O inesquecível Jardel Filho


Jardel Filho fez da arte de representar a sua vida. Um dos maiores atores brasileiros, ele representou a sua morte repentina e prematura, deixando seus fãs enlutados com sua partida, aos 55 anos de idade.



Jardel Frederico de Bôscoli Filho nasceu em São Paulo, em 24 de junho de 1927. Vindo de uma família de artistas, seu pai era o empresário teatral Jardel Jercólis e sua mãe a atriz Lódia Silva

Jardel Filho nasceu em São Paulo porque sua mãe entrou em trabalho de parto quando estava fazendo uma temporada teatral na cidade, e por dificuldades financeiras, a atriz e o menino tiveram que ficar por um mês na maternidade, até que seu pai conseguisse levantar o dinheiro para quitar as contas hospitalares.

Ele também era sobrinho do teatrólogo Geysa Bôscoli e primo do radialista Heber de Bôscoli e do compositor Ronaldo Bôscoli.


Jardel Jercólis

Lódia Silva e Jardel Filho

Jardel Filho foi aluno do Colégio Militar do Rio de Janeiro, onde desenvolveu seu porte atlético. Mas o sangue de artista falou mais alto, e convidado por Ziembinski, ele ingressou no teatro aos 16 anos de idade, atuando na companhia de Dulcina de Moraes.


O jovem Jardel Filho

Em 1946, quando atuou na peça A Rainha Morta, o belo rapaz loiro e forte, passou a ser uma sensação do teatro brasileiro, onde desenvolveu uma sólida e respeitada carreira de ator.

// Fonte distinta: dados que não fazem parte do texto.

// Copyright (C) 2026 Fred Clausen
// Use of this source code is governed by an MIT-style
// license that can be found in the LICENSE file or at
// https://opensource.org/licenses/MIT.

//! Commission strategies.
//!
//! The raise schedules behind the base rates are season policy and are not
//! computed here. A strategy receives everything the calculator knows about
//! a payout and returns the commission amount.

use doorbook_domain::{PayoutLogicSettings, Tenure};
use rust_decimal::Decimal;

/// The kind of sales unit a payout is computed for.
#[derive(Debug, Clone, Copy, PartialEq, Eq)]
pub enum SalesUnit {
    /// A worker on an Individual or Service route.
    Individual,
    /// A Team cart with one member.
    SoloCart,
    /// A Team cart with several members.
    TeamCart,
}

impl SalesUnit {
    /// Picks the unit kind for a cart with `members` members.
    #[must_use]
    pub const fn for_cart(members: usize) -> Self {
        if members > 1 {
            Self::TeamCart
        } else {
            Self::SoloCart
        }
    }

    /// Returns the base commission rate the settings assign to this unit.
    #[must_use]
    pub const fn base_rate(&self, settings: &PayoutLogicSettings) -> Decimal {
        match self {
            Self::Individual => settings.base_commission_rate,
            Self::SoloCart => settings.solo_base_commission_rate,
            Self::TeamCart => settings.team_base_commission_rate,
        }
    }
}

/// Inputs available to a commission strategy for one worker.
#[derive(Debug, Clone, PartialEq, Eq)]
pub struct CommissionInput {
    /// The worker's share of equivalents.
    pub equivalents: Decimal,
    /// Net sales of the whole unit.
    pub net_sales: Decimal,
    /// The worker's share of gross sales.
    pub gross_sales: Decimal,
    pub unit: SalesUnit,
    pub base_rate: Decimal,
    pub apply_silver_raises: bool,
    pub apply_alumni_raises: bool,
    pub tenure: Tenure,
    /// Days worked across all seasons, including today.
    pub total_days_worked: u32,
}

/// Computes a worker's commission.
pub trait CommissionStrategy {
    /// Returns the commission for one worker.
    fn commission(&self, input: &CommissionInput) -> Decimal;
}

/// Commission keyed in by the operator.
#[derive(Debug, Clone, Copy, PartialEq, Eq)]
pub struct OperatorEnteredCommission {
    amount: Decimal,
}

impl OperatorEnteredCommission {
    #[must_use]
    pub const fn new(amount: Decimal) -> Self {
        Self { amount }
    }
}

impl CommissionStrategy for OperatorEnteredCommission {
    fn commission(&self, _input: &CommissionInput) -> Decimal {
        self.amount
    }
}

/// Always zero. Used for previews before the operator enters an amount.
#[derive(Debug, Clone, Copy, Default, PartialEq, Eq)]
pub struct NoCommission;

impl CommissionStrategy for NoCommission {
    fn commission(&self, _input: &CommissionInput) -> Decimal {
        Decimal::ZERO
    }
}

impl<S: CommissionStrategy + ?Sized> CommissionStrategy for &S {
    fn commission(&self, input: &CommissionInput) -> Decimal {
        (**self).commission(input)
    }
}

Jardel Filho no teatro, 1947

Trabalhando ao lado de grandes nomes como Bibi Ferreira, Maria Della Costa e Henriette Morineau, o ator foi consagrado com a Medalha de Ouro da ABCT (Associação Brasileira de Críticos de Teatros) por seu desempenho em Jezabel (1952), onde contracenava com Madame Morineau.


Jardel Filho e Henriette Morineau

Paralelamente a sua carreira teatral, que incluiu uma bem sucedida temporada de um ano em Portugal (entre 1956 e 1957), o ator também teve uma importante presença no cinema brasileiro. Seu primeiro filme foi Dominó Negro (1949), mas Jardel atuou em quase 40 filmes até a sua morte, em 1983.

Em 1953 ele fez seu primeiro protagonista nas telas, atuando em Santa de Um Louco (1953). No ano seguinte, ao lado da atriz Vida Alves, protagonizou o filme Paixão Tempestuosa (1954).


Ângela Fernandes e Jardel Filho em Santa de um Louco


Vida Alves e Jardel Filho em Paixão Tempestuosa


Mas sua consagração no cinema brasileiro veio com o bem sucedido, e hoje um clássico nacional, Floradas na Serra (1954), onde contracenou com a lendária atriz Cacilda Becker, em um raro trabalho nas telas de cinema. O filme foi rodado nos lendários estúdios da Vera Cruz.



Cacilda Becker e Jardel Filho em Floradas na Serra


Cacilda Becker e Jardel Filho nos intervalos de filmagens de Floradas na Serra


O ator fez outros filmes na sequência, como Leonora dos Sete Mares (1955), que tinha no elenco o astro mexicano Arturo de Córdova (que havia feito Por Quem os Sinos Dobram, em Hollywood) e Sonho de Outono (1955).

Sua carreira brasileira foi brevemente interrompida em 1955, quando o ator ganhou uma bolsa de estudos para estudar atuação e direção nos Estados Unidos. Após concluir o curso, ele já emendou uma bem sucedida temporada teatral em Portugal.





Sua estada internacional, também o afastou da televisão brasileira momentaneamente. Jardel Filho havia estreado na TV Paulista em 1953, como parte do elenco do Teatro Cacilda Becker.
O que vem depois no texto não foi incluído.